-- Material for the task --
<<<<

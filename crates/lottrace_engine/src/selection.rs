use std::fs;
use std::io;
use std::path::{Path, PathBuf};

use thiserror::Error;
use url::Url;

/// A local file the user picked, with what the file list needs to show.
#[derive(Debug, Clone, PartialEq, Eq)]
pub struct LocalFile {
    pub name: String,
    pub size_bytes: u64,
    pub path: PathBuf,
}

#[derive(Debug, Error)]
pub enum SelectionError {
    #[error("cannot read {path}: {source}")]
    Unreadable { path: PathBuf, source: io::Error },
    #[error("{0} is not a file")]
    NotAFile(PathBuf),
}

/// Stats each path. Fails on the first path that is missing or not a regular file.
pub fn describe_files<P: AsRef<Path>>(paths: &[P]) -> Result<Vec<LocalFile>, SelectionError> {
    paths
        .iter()
        .map(|path| describe_file(path.as_ref()))
        .collect()
}

fn describe_file(path: &Path) -> Result<LocalFile, SelectionError> {
    let meta = fs::metadata(path).map_err(|source| SelectionError::Unreadable {
        path: path.to_path_buf(),
        source,
    })?;
    if !meta.is_file() {
        return Err(SelectionError::NotAFile(path.to_path_buf()));
    }
    let name = path
        .file_name()
        .map(|name| name.to_string_lossy().into_owned())
        .unwrap_or_else(|| path.display().to_string());
    Ok(LocalFile {
        name,
        size_bytes: meta.len(),
        path: path.to_path_buf(),
    })
}

/// Splits text a terminal pastes when files are dropped onto it into paths.
///
/// Handles whitespace/newline separated entries, single or double quoting,
/// backslash-escaped spaces and `file://` URIs.
pub fn parse_dropped_paths(text: &str) -> Vec<PathBuf> {
    split_tokens(text)
        .into_iter()
        .map(|token| token_to_path(&token))
        .collect()
}

fn token_to_path(token: &str) -> PathBuf {
    if token.starts_with("file://") {
        if let Some(path) = Url::parse(token).ok().and_then(|url| url.to_file_path().ok()) {
            return path;
        }
    }
    PathBuf::from(token)
}

fn split_tokens(text: &str) -> Vec<String> {
    let mut tokens = Vec::new();
    let mut current = String::new();
    let mut quote: Option<char> = None;
    let mut chars = text.chars().peekable();

    while let Some(ch) = chars.next() {
        match (quote, ch) {
            (Some(q), c) if c == q => quote = None,
            (Some(_), c) => current.push(c),
            (None, '\'' | '"') => quote = Some(ch),
            // Only an escape when it protects a space, quote or backslash; otherwise
            // it is a Windows path separator.
            (None, '\\') => match chars.peek() {
                Some(&next) if matches!(next, ' ' | '\'' | '"' | '\\') => {
                    current.push(next);
                    chars.next();
                }
                _ => current.push('\\'),
            },
            (None, c) if c.is_whitespace() => {
                if !current.is_empty() {
                    tokens.push(std::mem::take(&mut current));
                }
            }
            (None, c) => current.push(c),
        }
    }
    if !current.is_empty() {
        tokens.push(current);
    }
    tokens
}

#[cfg(test)]
mod tests {
    use super::parse_dropped_paths;
    use std::path::PathBuf;

    #[test]
    fn splits_plain_paths_on_whitespace() {
        assert_eq!(
            parse_dropped_paths("/data/a.csv /data/b.xlsx\n/data/c.csv\n"),
            vec![
                PathBuf::from("/data/a.csv"),
                PathBuf::from("/data/b.xlsx"),
                PathBuf::from("/data/c.csv"),
            ]
        );
    }

    #[test]
    fn keeps_quoted_and_escaped_spaces() {
        assert_eq!(
            parse_dropped_paths("'/data/raw data.xlsx' /data/CL\\ Cleaner.csv \"/x/y z.csv\""),
            vec![
                PathBuf::from("/data/raw data.xlsx"),
                PathBuf::from("/data/CL Cleaner.csv"),
                PathBuf::from("/x/y z.csv"),
            ]
        );
    }

    #[test]
    fn windows_separators_survive() {
        assert_eq!(
            parse_dropped_paths("C:\\data\\a.csv"),
            vec![PathBuf::from("C:\\data\\a.csv")]
        );
    }

    #[cfg(unix)]
    #[test]
    fn file_uris_become_paths() {
        assert_eq!(
            parse_dropped_paths("file:///tmp/raw%20data.xlsx\r\nfile:///tmp/b.csv"),
            vec![
                PathBuf::from("/tmp/raw data.xlsx"),
                PathBuf::from("/tmp/b.csv"),
            ]
        );
    }

    #[test]
    fn blank_input_yields_nothing() {
        assert!(parse_dropped_paths("  \n\t ").is_empty());
    }
}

>>>>

-- Directions --
Copy all the lines from the data above that hold the word "text".

-- Expected output --
/// Splits text a terminal pastes when files are dropped onto it into paths.
pub fn parse_dropped_paths(text: &str) -> Vec<PathBuf> {
    split_tokens(text)
fn split_tokens(text: &str) -> Vec<String> {
    let mut chars = text.chars().peekable();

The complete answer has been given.